***** EXCERPTED DATA

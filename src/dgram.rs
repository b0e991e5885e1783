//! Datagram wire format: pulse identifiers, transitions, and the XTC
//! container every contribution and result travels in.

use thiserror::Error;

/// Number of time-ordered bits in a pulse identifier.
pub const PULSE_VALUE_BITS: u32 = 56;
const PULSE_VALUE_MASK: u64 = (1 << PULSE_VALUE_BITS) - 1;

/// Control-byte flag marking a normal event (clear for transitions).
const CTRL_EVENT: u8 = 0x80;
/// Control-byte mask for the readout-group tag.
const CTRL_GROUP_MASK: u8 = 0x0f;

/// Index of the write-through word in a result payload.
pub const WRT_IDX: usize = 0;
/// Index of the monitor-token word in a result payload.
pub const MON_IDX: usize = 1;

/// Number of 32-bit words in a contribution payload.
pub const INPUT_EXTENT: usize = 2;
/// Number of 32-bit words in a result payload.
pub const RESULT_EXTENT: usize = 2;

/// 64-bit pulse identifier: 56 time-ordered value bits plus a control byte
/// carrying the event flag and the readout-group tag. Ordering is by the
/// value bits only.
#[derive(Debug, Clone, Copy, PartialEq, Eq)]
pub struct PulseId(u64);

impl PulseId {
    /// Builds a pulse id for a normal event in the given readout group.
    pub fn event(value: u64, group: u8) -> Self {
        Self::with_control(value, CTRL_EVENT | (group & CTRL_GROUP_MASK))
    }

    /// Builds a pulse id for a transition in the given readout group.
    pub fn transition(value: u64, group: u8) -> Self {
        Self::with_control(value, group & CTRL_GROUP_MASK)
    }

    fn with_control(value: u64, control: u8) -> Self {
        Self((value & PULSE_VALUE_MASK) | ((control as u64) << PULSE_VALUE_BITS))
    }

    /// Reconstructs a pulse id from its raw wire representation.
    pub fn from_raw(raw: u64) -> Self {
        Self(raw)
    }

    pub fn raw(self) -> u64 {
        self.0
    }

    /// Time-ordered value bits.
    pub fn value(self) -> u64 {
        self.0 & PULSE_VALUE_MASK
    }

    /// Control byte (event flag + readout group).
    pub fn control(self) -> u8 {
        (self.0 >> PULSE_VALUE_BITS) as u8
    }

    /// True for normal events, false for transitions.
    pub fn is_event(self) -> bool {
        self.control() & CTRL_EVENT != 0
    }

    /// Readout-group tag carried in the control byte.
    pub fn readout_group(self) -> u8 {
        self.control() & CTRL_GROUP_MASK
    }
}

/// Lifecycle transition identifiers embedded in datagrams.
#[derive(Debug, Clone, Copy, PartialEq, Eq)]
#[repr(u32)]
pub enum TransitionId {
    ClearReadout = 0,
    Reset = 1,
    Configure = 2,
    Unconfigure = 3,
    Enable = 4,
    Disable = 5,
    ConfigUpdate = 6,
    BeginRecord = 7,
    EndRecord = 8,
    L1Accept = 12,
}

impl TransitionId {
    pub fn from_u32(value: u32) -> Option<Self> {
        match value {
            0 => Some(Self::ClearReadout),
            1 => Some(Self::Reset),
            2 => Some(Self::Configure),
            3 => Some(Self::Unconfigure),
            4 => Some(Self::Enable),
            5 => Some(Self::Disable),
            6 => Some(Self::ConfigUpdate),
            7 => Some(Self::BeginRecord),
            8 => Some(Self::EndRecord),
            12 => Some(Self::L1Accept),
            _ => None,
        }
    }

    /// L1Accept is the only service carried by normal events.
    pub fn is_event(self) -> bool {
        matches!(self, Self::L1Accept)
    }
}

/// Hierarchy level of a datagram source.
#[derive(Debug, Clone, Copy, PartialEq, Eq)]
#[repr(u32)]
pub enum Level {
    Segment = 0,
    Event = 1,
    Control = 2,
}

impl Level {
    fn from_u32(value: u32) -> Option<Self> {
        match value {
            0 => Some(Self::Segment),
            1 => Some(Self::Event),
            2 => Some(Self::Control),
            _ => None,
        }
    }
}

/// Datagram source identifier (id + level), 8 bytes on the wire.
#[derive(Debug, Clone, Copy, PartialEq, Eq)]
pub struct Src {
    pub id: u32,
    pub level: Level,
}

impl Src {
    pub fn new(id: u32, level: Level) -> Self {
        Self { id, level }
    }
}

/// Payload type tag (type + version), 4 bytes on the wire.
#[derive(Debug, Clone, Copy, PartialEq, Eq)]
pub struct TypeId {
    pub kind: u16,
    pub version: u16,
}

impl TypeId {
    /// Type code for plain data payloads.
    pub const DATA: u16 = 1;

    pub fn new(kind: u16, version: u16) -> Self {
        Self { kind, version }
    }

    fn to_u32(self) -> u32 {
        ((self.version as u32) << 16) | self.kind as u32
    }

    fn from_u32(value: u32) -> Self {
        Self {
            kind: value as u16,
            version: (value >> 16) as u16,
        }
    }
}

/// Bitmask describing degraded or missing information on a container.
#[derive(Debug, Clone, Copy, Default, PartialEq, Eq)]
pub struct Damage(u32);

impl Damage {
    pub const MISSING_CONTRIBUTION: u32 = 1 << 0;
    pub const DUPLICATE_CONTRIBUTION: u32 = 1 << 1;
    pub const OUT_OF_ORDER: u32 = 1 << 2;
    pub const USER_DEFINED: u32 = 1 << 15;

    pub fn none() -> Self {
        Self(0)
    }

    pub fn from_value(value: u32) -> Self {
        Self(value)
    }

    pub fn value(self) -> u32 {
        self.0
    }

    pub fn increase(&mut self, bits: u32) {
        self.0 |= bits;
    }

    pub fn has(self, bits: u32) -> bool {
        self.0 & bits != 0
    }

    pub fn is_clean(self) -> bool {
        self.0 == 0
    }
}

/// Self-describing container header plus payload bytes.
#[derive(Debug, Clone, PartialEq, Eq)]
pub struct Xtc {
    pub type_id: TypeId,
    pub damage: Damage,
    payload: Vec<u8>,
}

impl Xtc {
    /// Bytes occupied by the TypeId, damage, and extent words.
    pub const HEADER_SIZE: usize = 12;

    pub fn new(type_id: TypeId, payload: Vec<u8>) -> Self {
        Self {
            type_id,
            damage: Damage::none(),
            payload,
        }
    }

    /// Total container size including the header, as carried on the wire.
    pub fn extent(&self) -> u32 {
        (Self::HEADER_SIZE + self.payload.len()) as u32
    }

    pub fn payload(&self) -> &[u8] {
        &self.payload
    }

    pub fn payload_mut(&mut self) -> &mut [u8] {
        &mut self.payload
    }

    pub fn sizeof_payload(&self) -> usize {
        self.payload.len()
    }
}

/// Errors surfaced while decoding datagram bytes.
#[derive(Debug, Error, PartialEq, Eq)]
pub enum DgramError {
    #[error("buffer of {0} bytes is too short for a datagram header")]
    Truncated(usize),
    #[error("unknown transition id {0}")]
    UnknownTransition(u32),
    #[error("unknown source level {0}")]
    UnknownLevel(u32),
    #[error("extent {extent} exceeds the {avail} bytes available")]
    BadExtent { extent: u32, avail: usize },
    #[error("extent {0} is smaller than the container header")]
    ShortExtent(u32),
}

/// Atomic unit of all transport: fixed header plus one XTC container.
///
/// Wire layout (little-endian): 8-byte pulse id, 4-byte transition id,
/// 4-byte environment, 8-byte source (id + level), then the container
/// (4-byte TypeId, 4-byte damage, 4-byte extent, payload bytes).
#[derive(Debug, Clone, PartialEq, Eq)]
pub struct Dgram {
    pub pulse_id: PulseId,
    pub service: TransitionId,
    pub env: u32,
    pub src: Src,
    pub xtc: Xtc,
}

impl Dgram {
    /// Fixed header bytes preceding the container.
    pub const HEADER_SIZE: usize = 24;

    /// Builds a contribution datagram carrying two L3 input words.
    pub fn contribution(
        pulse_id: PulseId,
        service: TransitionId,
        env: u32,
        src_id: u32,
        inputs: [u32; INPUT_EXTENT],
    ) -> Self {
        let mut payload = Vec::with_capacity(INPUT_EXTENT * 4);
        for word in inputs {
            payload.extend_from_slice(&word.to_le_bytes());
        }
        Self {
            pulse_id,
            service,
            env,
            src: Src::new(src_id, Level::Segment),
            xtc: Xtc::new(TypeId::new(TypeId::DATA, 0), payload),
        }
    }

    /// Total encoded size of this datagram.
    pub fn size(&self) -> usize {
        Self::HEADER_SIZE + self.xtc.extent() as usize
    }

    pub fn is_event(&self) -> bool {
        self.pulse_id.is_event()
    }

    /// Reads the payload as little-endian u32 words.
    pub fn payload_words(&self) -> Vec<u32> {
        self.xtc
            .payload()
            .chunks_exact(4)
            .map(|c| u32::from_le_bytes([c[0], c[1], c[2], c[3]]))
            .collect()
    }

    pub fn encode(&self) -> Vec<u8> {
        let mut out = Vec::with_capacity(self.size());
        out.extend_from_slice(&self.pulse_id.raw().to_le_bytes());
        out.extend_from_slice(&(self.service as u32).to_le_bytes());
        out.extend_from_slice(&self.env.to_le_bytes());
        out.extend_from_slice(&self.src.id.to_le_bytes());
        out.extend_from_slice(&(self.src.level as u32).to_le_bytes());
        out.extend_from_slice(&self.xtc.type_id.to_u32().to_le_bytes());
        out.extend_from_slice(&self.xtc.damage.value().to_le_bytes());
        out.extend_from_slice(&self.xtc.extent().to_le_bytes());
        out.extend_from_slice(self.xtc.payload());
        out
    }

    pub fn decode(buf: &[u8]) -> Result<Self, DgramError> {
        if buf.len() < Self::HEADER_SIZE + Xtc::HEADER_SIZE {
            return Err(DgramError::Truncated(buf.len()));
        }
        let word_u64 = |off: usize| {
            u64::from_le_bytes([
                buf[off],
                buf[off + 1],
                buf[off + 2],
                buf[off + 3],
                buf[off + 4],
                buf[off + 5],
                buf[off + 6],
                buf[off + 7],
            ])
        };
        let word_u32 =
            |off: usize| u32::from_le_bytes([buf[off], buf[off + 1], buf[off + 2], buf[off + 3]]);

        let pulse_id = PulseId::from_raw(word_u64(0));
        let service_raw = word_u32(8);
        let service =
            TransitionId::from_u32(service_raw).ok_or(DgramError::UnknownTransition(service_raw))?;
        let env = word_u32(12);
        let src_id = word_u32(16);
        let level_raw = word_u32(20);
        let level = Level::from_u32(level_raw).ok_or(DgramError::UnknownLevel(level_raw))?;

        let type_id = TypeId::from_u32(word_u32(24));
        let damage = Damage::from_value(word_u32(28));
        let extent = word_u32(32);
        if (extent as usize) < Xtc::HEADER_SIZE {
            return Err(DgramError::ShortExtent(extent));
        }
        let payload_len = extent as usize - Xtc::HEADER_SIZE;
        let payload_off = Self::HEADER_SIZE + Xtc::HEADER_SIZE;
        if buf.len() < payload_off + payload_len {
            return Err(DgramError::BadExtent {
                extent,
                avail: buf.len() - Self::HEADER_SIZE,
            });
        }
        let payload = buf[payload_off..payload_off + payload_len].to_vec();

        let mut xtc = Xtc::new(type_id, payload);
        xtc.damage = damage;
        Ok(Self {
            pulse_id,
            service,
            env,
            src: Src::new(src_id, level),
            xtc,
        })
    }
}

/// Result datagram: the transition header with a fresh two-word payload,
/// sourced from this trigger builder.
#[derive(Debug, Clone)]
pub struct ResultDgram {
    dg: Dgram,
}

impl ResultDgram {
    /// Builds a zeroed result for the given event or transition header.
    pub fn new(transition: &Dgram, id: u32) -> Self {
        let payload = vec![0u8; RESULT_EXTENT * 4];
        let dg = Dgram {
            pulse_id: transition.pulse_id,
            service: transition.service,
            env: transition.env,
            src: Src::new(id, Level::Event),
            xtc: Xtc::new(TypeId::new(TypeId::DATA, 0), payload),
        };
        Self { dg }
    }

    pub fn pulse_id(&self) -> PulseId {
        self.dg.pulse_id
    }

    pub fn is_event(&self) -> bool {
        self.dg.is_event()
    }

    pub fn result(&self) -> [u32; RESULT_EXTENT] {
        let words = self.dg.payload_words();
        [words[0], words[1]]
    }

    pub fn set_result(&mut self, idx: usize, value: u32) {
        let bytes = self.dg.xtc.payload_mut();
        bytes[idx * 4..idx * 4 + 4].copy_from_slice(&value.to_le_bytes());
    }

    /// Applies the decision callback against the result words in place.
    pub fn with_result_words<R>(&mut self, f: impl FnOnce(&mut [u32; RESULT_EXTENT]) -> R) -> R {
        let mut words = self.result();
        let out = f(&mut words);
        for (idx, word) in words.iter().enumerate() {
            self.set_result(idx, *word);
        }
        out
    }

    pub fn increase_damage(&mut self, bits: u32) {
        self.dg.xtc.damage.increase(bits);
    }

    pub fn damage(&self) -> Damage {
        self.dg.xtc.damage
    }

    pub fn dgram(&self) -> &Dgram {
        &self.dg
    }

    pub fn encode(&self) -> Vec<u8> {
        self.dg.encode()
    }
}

**********
***** EXCERPTED DATA

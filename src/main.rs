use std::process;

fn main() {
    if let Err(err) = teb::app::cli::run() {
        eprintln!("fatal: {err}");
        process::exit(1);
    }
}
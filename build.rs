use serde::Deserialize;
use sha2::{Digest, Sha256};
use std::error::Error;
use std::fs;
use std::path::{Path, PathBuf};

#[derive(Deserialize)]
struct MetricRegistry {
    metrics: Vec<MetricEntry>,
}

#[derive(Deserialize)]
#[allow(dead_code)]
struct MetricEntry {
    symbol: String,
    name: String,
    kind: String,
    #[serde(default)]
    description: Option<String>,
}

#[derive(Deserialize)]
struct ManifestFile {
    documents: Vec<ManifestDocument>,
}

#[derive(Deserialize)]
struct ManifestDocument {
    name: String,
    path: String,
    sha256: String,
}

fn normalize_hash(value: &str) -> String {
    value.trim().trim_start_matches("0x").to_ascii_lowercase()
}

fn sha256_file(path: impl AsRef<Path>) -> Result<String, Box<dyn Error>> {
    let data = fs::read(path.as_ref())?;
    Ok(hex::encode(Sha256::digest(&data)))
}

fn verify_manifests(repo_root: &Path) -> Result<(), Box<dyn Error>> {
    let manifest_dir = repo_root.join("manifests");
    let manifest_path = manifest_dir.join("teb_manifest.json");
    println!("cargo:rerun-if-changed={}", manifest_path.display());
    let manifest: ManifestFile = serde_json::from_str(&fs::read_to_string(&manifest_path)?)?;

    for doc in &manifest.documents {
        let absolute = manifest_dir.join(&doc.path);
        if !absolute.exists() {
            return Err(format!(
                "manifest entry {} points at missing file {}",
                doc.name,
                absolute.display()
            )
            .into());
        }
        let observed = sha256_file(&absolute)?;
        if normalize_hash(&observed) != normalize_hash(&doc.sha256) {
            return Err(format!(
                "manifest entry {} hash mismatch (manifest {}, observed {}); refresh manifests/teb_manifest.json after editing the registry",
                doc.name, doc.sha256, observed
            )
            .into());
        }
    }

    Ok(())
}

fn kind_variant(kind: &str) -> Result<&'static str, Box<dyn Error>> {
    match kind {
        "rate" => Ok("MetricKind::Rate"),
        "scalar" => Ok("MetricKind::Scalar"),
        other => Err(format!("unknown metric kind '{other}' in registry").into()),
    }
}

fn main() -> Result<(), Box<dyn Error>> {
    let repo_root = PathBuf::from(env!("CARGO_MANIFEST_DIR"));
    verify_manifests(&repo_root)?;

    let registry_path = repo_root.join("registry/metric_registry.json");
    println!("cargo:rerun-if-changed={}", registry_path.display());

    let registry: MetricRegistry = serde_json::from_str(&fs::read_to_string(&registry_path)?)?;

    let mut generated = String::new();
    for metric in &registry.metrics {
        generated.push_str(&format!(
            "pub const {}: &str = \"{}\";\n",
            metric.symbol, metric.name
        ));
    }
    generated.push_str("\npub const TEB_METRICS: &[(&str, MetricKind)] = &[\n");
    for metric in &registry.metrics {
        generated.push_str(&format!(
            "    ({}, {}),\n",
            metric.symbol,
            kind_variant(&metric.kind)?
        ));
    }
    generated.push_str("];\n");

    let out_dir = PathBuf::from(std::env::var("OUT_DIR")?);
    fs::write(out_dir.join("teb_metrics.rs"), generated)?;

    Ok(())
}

**********
***** EXCERPTED DATA

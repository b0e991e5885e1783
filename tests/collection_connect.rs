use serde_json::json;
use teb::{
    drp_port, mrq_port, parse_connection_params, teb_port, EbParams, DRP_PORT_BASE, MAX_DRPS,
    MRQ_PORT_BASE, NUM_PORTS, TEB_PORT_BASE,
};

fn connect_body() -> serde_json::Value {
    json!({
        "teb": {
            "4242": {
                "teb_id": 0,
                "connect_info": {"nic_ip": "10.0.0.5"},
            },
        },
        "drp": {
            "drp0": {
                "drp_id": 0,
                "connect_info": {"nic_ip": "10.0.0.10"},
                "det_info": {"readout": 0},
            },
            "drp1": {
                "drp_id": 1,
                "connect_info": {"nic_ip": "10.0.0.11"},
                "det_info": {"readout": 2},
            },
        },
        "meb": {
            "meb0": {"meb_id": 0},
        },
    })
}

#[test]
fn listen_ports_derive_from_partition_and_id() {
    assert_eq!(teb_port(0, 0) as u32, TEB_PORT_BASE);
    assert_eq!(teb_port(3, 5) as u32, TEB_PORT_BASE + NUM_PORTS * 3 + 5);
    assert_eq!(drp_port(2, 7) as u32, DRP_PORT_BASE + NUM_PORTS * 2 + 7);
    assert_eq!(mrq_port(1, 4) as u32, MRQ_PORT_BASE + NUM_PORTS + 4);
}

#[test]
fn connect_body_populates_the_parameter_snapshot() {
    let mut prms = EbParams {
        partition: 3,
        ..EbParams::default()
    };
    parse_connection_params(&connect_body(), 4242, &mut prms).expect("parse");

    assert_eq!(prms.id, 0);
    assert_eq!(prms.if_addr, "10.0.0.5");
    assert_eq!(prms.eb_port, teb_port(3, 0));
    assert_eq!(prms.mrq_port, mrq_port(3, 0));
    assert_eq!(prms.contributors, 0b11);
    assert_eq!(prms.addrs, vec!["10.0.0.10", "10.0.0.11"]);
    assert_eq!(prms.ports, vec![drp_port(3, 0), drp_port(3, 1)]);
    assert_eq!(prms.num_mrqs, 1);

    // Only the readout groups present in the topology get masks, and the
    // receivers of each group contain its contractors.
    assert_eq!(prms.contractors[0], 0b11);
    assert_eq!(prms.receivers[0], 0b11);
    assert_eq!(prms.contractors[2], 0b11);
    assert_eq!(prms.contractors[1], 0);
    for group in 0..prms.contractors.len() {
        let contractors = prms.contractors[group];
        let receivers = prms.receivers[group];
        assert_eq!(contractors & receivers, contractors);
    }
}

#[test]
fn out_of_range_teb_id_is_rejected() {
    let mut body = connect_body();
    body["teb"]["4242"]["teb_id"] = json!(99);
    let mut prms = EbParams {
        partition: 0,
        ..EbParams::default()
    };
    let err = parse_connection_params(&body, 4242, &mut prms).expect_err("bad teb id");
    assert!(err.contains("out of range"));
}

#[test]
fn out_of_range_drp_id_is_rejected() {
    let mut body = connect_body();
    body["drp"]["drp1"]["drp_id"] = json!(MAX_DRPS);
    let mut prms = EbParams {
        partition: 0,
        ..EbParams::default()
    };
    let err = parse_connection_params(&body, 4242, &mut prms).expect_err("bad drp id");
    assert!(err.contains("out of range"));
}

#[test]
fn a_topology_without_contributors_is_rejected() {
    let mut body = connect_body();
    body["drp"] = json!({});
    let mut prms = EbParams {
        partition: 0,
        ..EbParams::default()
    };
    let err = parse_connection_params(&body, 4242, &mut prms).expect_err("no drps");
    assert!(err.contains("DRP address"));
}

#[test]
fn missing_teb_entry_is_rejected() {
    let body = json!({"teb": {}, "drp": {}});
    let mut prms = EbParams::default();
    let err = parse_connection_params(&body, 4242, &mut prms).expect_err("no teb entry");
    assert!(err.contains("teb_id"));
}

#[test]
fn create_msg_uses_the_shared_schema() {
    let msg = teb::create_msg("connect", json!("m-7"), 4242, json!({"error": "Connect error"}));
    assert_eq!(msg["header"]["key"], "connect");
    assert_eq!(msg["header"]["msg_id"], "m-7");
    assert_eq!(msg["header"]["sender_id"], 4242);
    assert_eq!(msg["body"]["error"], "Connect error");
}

**********

■ WHAT TO PRODUCE:
I need every line from the material that contains the word "ManifestFile".

■ COMPLETED EXERCISE:
struct ManifestFile {
    let manifest: ManifestFile = serde_json::from_str(&fs::read_to_string(&manifest_path)?)?;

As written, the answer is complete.